Implementation of an independent radiation detector actively monitoring delivery of radiation pulses during gynaecological PDR brachytherapy treatment

kw 4 stycznia 2017 0
Implementation of an independent radiation detector actively monitoring delivery of radiation pulses during gynaecological PDR brachytherapy treatment

INTRODUCTION

PDR (Pulsed Dose Rate) brachytherapy treatment is a radiotherapy modality combining physical advantages of HDR brachytherapy (dose distribution optimization as well as radiation safety) with radiobiological equivalency of LDR (Low Dose Rate) brachytherapy. At the beginning of the 90’s, a new technique was developed in order to mimic the radiobiological effect of continuous LDR, while taking advantage of the same stepping source technology developed for HDR (High Dose Rate) brachytherapy. Source strength was reduced from about 1 Ci (instead of 10 Ci). The total dose delivered is approximately the same as with continuous LDR. It is provided with a large number of small fractions (or pulses), lasting usually 10 to 30 minutes, typically one per hour, up to one per 4 hours.

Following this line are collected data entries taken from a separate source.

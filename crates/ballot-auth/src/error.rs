//! Authentication and authorization error types.
//!
//! Token validity is a tagged union, not a boolean: a presented token is
//! valid, expired/revoked, malformed, or absent, and every call site has to
//! handle all four outcomes. The variants here keep that explicit.

use ballot_core::StorageError;

/// Errors that can occur during authentication and authorization operations.
#[derive(Debug, thiserror::Error)]
pub enum AuthError {
    /// The password did not match the stored hash.
    #[error("Invalid credentials")]
    InvalidCredentials,

    /// The referenced record (user, candidate) does not exist.
    #[error("Not found: {message}")]
    NotFound {
        /// Description of what was not found.
        message: String,
    },

    /// Registration conflict: the username is already taken.
    #[error("Duplicate username")]
    DuplicateUsername,

    /// More than one user record matched a username that must be unique.
    /// Data corruption; surfaced, never silently resolved.
    #[error("Integrity violation: duplicate records for username {username}")]
    IntegrityViolation {
        /// The duplicated username.
        username: String,
    },

    /// The token could not be decoded or its signature is invalid.
    #[error("Malformed token")]
    Malformed,

    /// The token's signature is valid but it is time-expired or revoked.
    #[error("Session expired")]
    Expired,

    /// No token was presented with the request.
    #[error("Not logged in")]
    Unauthenticated,

    /// The authenticated user does not have permission for the action.
    #[error("Forbidden: {message}")]
    Forbidden {
        /// Description of why access is forbidden.
        message: String,
    },

    /// The request payload failed validation.
    #[error("Invalid request: {message}")]
    InvalidRequest {
        /// Description of the validation failure.
        message: String,
    },

    /// The underlying persistence call failed.
    #[error("Store unavailable: {message}")]
    StoreUnavailable {
        /// Internal description; never echoed to the client.
        message: String,
    },

    /// An unexpected internal error occurred.
    #[error("Internal error: {message}")]
    Internal {
        /// Internal description; never echoed to the client.
        message: String,
    },
}

impl AuthError {
    /// Creates a new `NotFound` error.
    #[must_use]
    pub fn not_found(message: impl Into<String>) -> Self {
        Self::NotFound {
            message: message.into(),
        }
    }

    /// Creates a new `IntegrityViolation` error.
    #[must_use]
    pub fn integrity_violation(username: impl Into<String>) -> Self {
        Self::IntegrityViolation {
            username: username.into(),
        }
    }

    /// Creates a new `Forbidden` error.
    #[must_use]
    pub fn forbidden(message: impl Into<String>) -> Self {
        Self::Forbidden {
            message: message.into(),
        }
    }

    /// Creates a new `InvalidRequest` error.
    #[must_use]
    pub fn invalid_request(message: impl Into<String>) -> Self {
        Self::InvalidRequest {
            message: message.into(),
        }
    }

    /// Creates a new `Internal` error.
    #[must_use]
    pub fn internal(message: impl Into<String>) -> Self {
        Self::Internal {
            message: message.into(),
        }
    }

    /// Returns `true` if this is a client error (4xx category).
    #[must_use]
    pub fn is_client_error(&self) -> bool {
        !self.is_server_error()
    }

    /// Returns `true` if this is a server error (5xx category).
    #[must_use]
    pub fn is_server_error(&self) -> bool {
        matches!(
            self,
            Self::IntegrityViolation { .. } | Self::StoreUnavailable { .. } | Self::Internal { .. }
        )
    }

    /// Returns `true` if this is a token-validity error.
    #[must_use]
    pub fn is_token_error(&self) -> bool {
        matches!(self, Self::Malformed | Self::Expired | Self::Unauthenticated)
    }
}

impl From<StorageError> for AuthError {
    fn from(err: StorageError) -> Self {
        match err {
            StorageError::Duplicate { .. } => Self::DuplicateUsername,
            other => Self::StoreUnavailable {
                message: other.to_string(),
            },
        }
    }
}

#[cfg(test)]
mod tests {
    use super::*;

    #[test]
    fn test_error_display() {
        assert_eq!(AuthError::Expired.to_string(), "Session expired");
        assert_eq!(
            AuthError::forbidden("admin only").to_string(),
            "Forbidden: admin only"
        );
        assert_eq!(
            AuthError::integrity_violation("alice").to_string(),
            "Integrity violation: duplicate records for username alice"
        );
    }

    #[test]
    fn test_error_predicates() {
        assert!(AuthError::InvalidCredentials.is_client_error());
        assert!(AuthError::Expired.is_token_error());
        assert!(!AuthError::forbidden("x").is_token_error());
        assert!(AuthError::integrity_violation("alice").is_server_error());
        assert!(
            AuthError::StoreUnavailable {
                message: "down".into()
            }
            .is_server_error()
        );
    }

    #[test]
    fn test_from_storage_error() {
        let err: AuthError = StorageError::duplicate("username=bob").into();
        assert!(matches!(err, AuthError::DuplicateUsername));

        let err: AuthError = StorageError::backend("timeout").into();
        assert!(matches!(err, AuthError::StoreUnavailable { .. }));
    }
}
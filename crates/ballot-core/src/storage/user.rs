//! User record and credential-store trait.

use async_trait::async_trait;
use serde::{Deserialize, Serialize};
use time::OffsetDateTime;

use crate::StorageResult;

fn default_datetime() -> OffsetDateTime {
    OffsetDateTime::now_utc()
}

// =============================================================================
// Role
// =============================================================================

/// Authorization role of a user.
///
/// Fixed at registration; there is no promotion path through the public API.
/// Administrators are seeded out of band.
#[derive(Debug, Clone, Copy, PartialEq, Eq, Hash, Serialize, Deserialize)]
#[serde(rename_all = "lowercase")]
pub enum Role {
    /// Ordinary voter.
    Voter,
    /// Administrator with access to candidate management.
    Admin,
}

impl Role {
    /// Returns `true` for the administrator role.
    #[must_use]
    pub fn is_admin(&self) -> bool {
        matches!(self, Self::Admin)
    }

    /// Returns the role name as used in token claims.
    #[must_use]
    pub fn as_str(&self) -> &'static str {
        match self {
            Self::Voter => "voter",
            Self::Admin => "admin",
        }
    }
}

impl std::fmt::Display for Role {
    fn fmt(&self, f: &mut std::fmt::Formatter<'_>) -> std::fmt::Result {
        write!(f, "{}", self.as_str())
    }
}

// =============================================================================
// User
// =============================================================================

/// A registered voter or administrator.
///
/// The numeric id is assigned by the store on creation and the username is
/// immutable afterwards. `password_hash` is an opaque PHC string and must be
/// filtered out of any API response.
#[derive(Debug, Clone, Serialize, Deserialize)]
pub struct User {
    /// Unique numeric identifier, assigned on creation.
    pub id: i64,

    /// Unique username used for login.
    pub username: String,

    /// Argon2 PHC hash of the password. Never exposed outward.
    #[serde(skip_serializing, default)]
    pub password_hash: String,

    /// Authorization role, fixed at creation.
    pub role: Role,

    /// Fingerprint slot on the enrollment sensor (0..=161).
    pub fingerprint_id: i64,

    /// Identifier of the biometric sensor the user enrolled on.
    pub sensor_id: i64,

    /// Candidate this user currently votes for, if any.
    pub candidate_voted_id: Option<i64>,

    /// When the user registered.
    #[serde(default = "default_datetime", with = "time::serde::rfc3339")]
    pub created_at: OffsetDateTime,
}

impl User {
    /// Returns `true` if the user holds the administrator role.
    #[must_use]
    pub fn is_admin(&self) -> bool {
        self.role.is_admin()
    }

    /// Returns `true` if the user has recorded a vote.
    #[must_use]
    pub fn has_voted(&self) -> bool {
        self.candidate_voted_id.is_some()
    }
}

/// Input for creating a user; the store assigns the id and timestamp.
#[derive(Debug, Clone)]
pub struct NewUser {
    /// Unique username.
    pub username: String,
    /// Argon2 PHC hash of the password.
    pub password_hash: String,
    /// Authorization role.
    pub role: Role,
    /// Fingerprint slot on the enrollment sensor.
    pub fingerprint_id: i64,
    /// Identifier of the biometric sensor.
    pub sensor_id: i64,
}

// =============================================================================
// User Storage Trait
// =============================================================================

/// Storage operations for user records.
#[async_trait]
pub trait UserStorage: Send + Sync {
    /// Finds every user with the given username.
    ///
    /// Usernames are unique by construction, so more than one match is a
    /// data-integrity violation. The full list is returned so callers can
    /// observe (and surface) that condition instead of having it silently
    /// resolved here.
    ///
    /// # Errors
    ///
    /// Returns an error if the storage operation fails.
    async fn find_by_username(&self, username: &str) -> StorageResult<Vec<User>>;

    /// Finds a user by numeric id. Returns `None` if absent.
    ///
    /// # Errors
    ///
    /// Returns an error if the storage operation fails.
    async fn find_by_id(&self, user_id: i64) -> StorageResult<Option<User>>;

    /// Creates a user, assigning the next numeric id.
    ///
    /// # Errors
    ///
    /// Returns [`crate::StorageError::Duplicate`] if the username is taken,
    /// or another error if the storage operation fails.
    async fn create(&self, user: NewUser) -> StorageResult<User>;

    /// Records (or replaces) the user's vote for a candidate.
    ///
    /// # Errors
    ///
    /// Returns [`crate::StorageError::NotFound`] if the user does not exist,
    /// or another error if the storage operation fails.
    async fn record_vote(&self, user_id: i64, candidate_id: i64) -> StorageResult<()>;

    /// Returns every user with a recorded vote. Tally input.
    ///
    /// # Errors
    ///
    /// Returns an error if the storage operation fails.
    async fn find_voters(&self) -> StorageResult<Vec<User>>;
}

#[cfg(test)]
mod tests {
    use super::*;

    #[test]
    fn test_role_predicates() {
        assert!(Role::Admin.is_admin());
        assert!(!Role::Voter.is_admin());
        assert_eq!(Role::Admin.to_string(), "admin");
        assert_eq!(Role::Voter.to_string(), "voter");
    }

    #[test]
    fn test_role_serialization() {
        assert_eq!(serde_json::to_string(&Role::Voter).unwrap(), "\"voter\"");
        assert_eq!(serde_json::to_string(&Role::Admin).unwrap(), "\"admin\"");

        let role: Role = serde_json::from_str("\"admin\"").unwrap();
        assert_eq!(role, Role::Admin);
    }

    #[test]
    fn test_user_predicates() {
        let user = User {
            id: 1,
            username: "someVoter".to_string(),
            password_hash: "$argon2id$stub".to_string(),
            role: Role::Voter,
            fingerprint_id: 7,
            sensor_id: 2,
            candidate_voted_id: None,
            created_at: OffsetDateTime::now_utc(),
        };
        assert!(!user.is_admin());
        assert!(!user.has_voted());

        let voted = User {
            candidate_voted_id: Some(3),
            ..user
        };
        assert!(voted.has_voted());
    }
}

PDR uses an Iridium-192 radiation source. The main advantage of PDR is a modern afterloading system offering over interstitial or intracavitary insertion of separate needles, tubes, seeds or wires. A dose distribution can be modulated flexibly to fit it to the treated volume (HRV/IRV) as well as OARs’ (organ at risk) constraints. This can be realised by setting dwell positions of a radioactive source, adjusting dwell times and by a combination of positioning of catheters, applicators and another types of interest. PDR brachytherapy and “pulse scheme” of building a dose distribution allows only for incomplete repair, aiming at achieving a radiobiological effect similar to low dose rate over the same treatment time, typically a few days. The radiation source is removed into a shielded safe after completing the each pulse what eliminates “environmental” radiation exposures and decreases a risk of delivery of an unintended dose to staff and visitors.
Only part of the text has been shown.